START TASK INPUTS

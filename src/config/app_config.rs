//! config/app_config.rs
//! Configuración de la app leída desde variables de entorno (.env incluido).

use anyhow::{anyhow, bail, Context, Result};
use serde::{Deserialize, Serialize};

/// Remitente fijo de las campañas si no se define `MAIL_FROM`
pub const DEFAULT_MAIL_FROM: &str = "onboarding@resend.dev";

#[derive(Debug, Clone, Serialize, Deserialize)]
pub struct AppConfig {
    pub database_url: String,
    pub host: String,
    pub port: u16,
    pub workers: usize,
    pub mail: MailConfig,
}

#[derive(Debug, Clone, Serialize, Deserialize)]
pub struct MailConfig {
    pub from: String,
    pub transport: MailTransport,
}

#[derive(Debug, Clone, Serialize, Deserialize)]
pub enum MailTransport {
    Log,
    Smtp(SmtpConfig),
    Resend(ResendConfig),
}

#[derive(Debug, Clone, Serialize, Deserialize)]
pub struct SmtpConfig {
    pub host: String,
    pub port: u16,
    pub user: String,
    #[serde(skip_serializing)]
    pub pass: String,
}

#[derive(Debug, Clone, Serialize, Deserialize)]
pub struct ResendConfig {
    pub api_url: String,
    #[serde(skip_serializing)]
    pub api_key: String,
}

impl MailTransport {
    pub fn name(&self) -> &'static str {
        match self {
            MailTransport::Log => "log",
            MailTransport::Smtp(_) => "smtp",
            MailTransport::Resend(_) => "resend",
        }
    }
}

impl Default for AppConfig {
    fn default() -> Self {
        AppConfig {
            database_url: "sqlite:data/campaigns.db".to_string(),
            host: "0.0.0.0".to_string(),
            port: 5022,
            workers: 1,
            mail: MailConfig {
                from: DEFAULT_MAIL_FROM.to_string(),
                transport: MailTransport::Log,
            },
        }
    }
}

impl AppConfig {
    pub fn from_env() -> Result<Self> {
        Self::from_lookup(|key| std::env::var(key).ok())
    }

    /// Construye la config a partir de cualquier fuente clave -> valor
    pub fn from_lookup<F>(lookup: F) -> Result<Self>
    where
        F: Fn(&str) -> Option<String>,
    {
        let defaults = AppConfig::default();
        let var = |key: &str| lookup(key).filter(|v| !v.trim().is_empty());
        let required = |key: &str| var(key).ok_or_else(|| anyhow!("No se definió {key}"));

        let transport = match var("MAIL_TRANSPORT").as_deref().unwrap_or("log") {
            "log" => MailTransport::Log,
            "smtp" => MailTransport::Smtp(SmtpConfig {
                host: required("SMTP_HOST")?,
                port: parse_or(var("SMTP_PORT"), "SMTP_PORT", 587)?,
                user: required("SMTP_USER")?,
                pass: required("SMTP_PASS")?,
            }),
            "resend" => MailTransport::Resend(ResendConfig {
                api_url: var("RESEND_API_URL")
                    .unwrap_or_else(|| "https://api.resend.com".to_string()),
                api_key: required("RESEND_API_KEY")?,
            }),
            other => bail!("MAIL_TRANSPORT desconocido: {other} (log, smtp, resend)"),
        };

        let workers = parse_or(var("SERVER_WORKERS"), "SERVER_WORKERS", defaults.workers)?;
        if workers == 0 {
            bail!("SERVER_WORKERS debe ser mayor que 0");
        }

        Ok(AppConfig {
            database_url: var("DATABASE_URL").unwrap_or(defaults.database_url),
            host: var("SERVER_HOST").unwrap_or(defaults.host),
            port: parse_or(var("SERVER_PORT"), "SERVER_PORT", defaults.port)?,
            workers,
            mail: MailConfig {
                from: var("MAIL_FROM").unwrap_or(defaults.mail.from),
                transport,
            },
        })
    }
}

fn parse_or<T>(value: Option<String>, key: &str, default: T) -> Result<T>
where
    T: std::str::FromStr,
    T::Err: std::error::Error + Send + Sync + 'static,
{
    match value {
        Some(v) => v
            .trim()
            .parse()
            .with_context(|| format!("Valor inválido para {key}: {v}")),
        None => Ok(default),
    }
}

END TASK INPUTS

» BRIEF
In the entries above, how many lines contain the word "ResendConfig"? Provide the number alone.

» RESPONSE
3